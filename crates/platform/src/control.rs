//! Shared control state
//!
//! The only channel between the front-panel interrupt and the main loop.
//! Every field is a one-word atomic; there is no queue and no lock.
//!
//! # Ordering
//!
//! Writers store the dependent fields (selected track, power-down request)
//! first and the restart flag last with `Release`. Readers consume the flag
//! first with `Acquire` and only then read the fields, so a raised flag
//! always comes with the index it was raised for.

use core::sync::atomic::{AtomicBool, AtomicU16, AtomicU8, Ordering};

use crate::config::TRACK_COUNT;
use crate::power::PowerControl;

/// Card/file-layer session as seen by the main loop.
#[derive(Debug, Clone, Copy, PartialEq, Eq)]
#[cfg_attr(feature = "defmt", derive(defmt::Format))]
pub enum CardSession {
    /// Card not brought up
    Uninitialized,
    /// Card initialized and volume mounted
    Mounted,
    /// A track file is open for reading
    FileOpen,
}

impl CardSession {
    const fn to_raw(self) -> u8 {
        match self {
            Self::Uninitialized => 0,
            Self::Mounted => 1,
            Self::FileOpen => 2,
        }
    }

    const fn from_raw(raw: u8) -> Self {
        match raw {
            1 => Self::Mounted,
            2 => Self::FileOpen,
            _ => Self::Uninitialized,
        }
    }
}

/// Flags shared between the panel interrupt and the main loop.
pub struct ControlState {
    selected_track: AtomicU8,
    restart: AtomicBool,
    card_session: AtomicU8,
    catalog: AtomicU16,
    power_down: AtomicBool,
}

impl ControlState {
    /// Fresh state: no track selected, nothing pending.
    pub const fn new() -> Self {
        Self {
            selected_track: AtomicU8::new(0),
            restart: AtomicBool::new(false),
            card_session: AtomicU8::new(CardSession::Uninitialized.to_raw()),
            catalog: AtomicU16::new(0),
            power_down: AtomicBool::new(false),
        }
    }

    /// Select `track` and raise the restart signal.
    pub fn request_track(&self, track: u8) {
        self.selected_track.store(track, Ordering::Relaxed);
        self.restart.store(true, Ordering::Release);
    }

    /// Select `track` without signalling a restart.
    pub fn set_selected_track(&self, track: u8) {
        self.selected_track.store(track, Ordering::Release);
    }

    /// Consume the restart signal, returning whether it was raised.
    pub fn take_restart(&self) -> bool {
        self.restart.swap(false, Ordering::AcqRel)
    }

    /// Poll the restart signal without consuming it.
    pub fn restart_requested(&self) -> bool {
        self.restart.load(Ordering::Acquire)
    }

    /// Selected track (`1..=TRACK_COUNT`), or `None` before the first selection.
    pub fn selected_track(&self) -> Option<u8> {
        match self.selected_track.load(Ordering::Acquire) {
            0 => None,
            track => Some(track),
        }
    }

    /// Record which track files exist on the card, bit `n - 1` for track `n`.
    pub fn set_catalog(&self, mask: u16) {
        self.catalog.store(mask, Ordering::Release);
    }

    /// Recorded catalog bitmask.
    pub fn catalog(&self) -> u16 {
        self.catalog.load(Ordering::Acquire)
    }

    /// Whether track `track` was found on the card.
    pub fn catalog_contains(&self, track: u8) -> bool {
        if track == 0 || track > TRACK_COUNT {
            return false;
        }
        let bit = 1u16.wrapping_shl(u32::from(track.saturating_sub(1)));
        self.catalog() & bit != 0
    }

    /// Record the card/file-layer session state.
    pub fn set_card_session(&self, session: CardSession) {
        self.card_session.store(session.to_raw(), Ordering::Release);
    }

    /// Card/file-layer session state.
    pub fn card_session(&self) -> CardSession {
        CardSession::from_raw(self.card_session.load(Ordering::Acquire))
    }

    /// Ask the main loop to power down; also raises the restart signal so
    /// any running transfer or playback stops.
    pub fn request_power_down(&self) {
        self.power_down.store(true, Ordering::Relaxed);
        self.restart.store(true, Ordering::Release);
    }

    /// Whether a power-down has been requested.
    pub fn power_down_requested(&self) -> bool {
        self.power_down.load(Ordering::Acquire)
    }
}

impl PowerControl for ControlState {
    fn power_down(&self) {
        self.request_power_down();
    }
}

impl Default for ControlState {
    fn default() -> Self {
        Self::new()
    }
}

#[cfg(test)]
#[allow(clippy::unwrap_used)]
mod tests {
    use super::*;

    #[test]
    fn starts_with_nothing_selected() {
        let state = ControlState::new();
        assert_eq!(state.selected_track(), None);
        assert!(!state.restart_requested());
        assert_eq!(state.card_session(), CardSession::Uninitialized);
    }

    #[test]
    fn request_track_raises_restart_once() {
        let state = ControlState::new();
        state.request_track(4);
        assert!(state.restart_requested());
        assert!(state.take_restart());
        assert!(!state.take_restart());
        assert_eq!(state.selected_track(), Some(4));
    }

    #[test]
    fn catalog_bits_map_to_track_numbers() {
        let state = ControlState::new();
        state.set_catalog(0b10_0000_0101);
        assert!(state.catalog_contains(1));
        assert!(!state.catalog_contains(2));
        assert!(state.catalog_contains(3));
        assert!(state.catalog_contains(10));
        assert!(!state.catalog_contains(0));
        assert!(!state.catalog_contains(11));
    }

    #[test]
    fn power_down_also_signals_restart() {
        let state = ControlState::new();
        state.request_power_down();
        assert!(state.power_down_requested());
        assert!(state.take_restart());
    }

    #[test]
    fn power_control_hand_off_goes_through_the_flags() {
        let state = ControlState::new();
        PowerControl::power_down(&state);
        assert!(state.power_down_requested());
        assert!(state.restart_requested());
    }

    #[test]
    fn card_session_round_trips() {
        let state = ControlState::new();
        for session in [CardSession::Mounted, CardSession::FileOpen, CardSession::Uninitialized] {
            state.set_card_session(session);
            assert_eq!(state.card_session(), session);
        }
    }
}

◆ Exercise requirements
State the number of lines above that hold the string "layer", with nothing added.

◆ Exercise response
3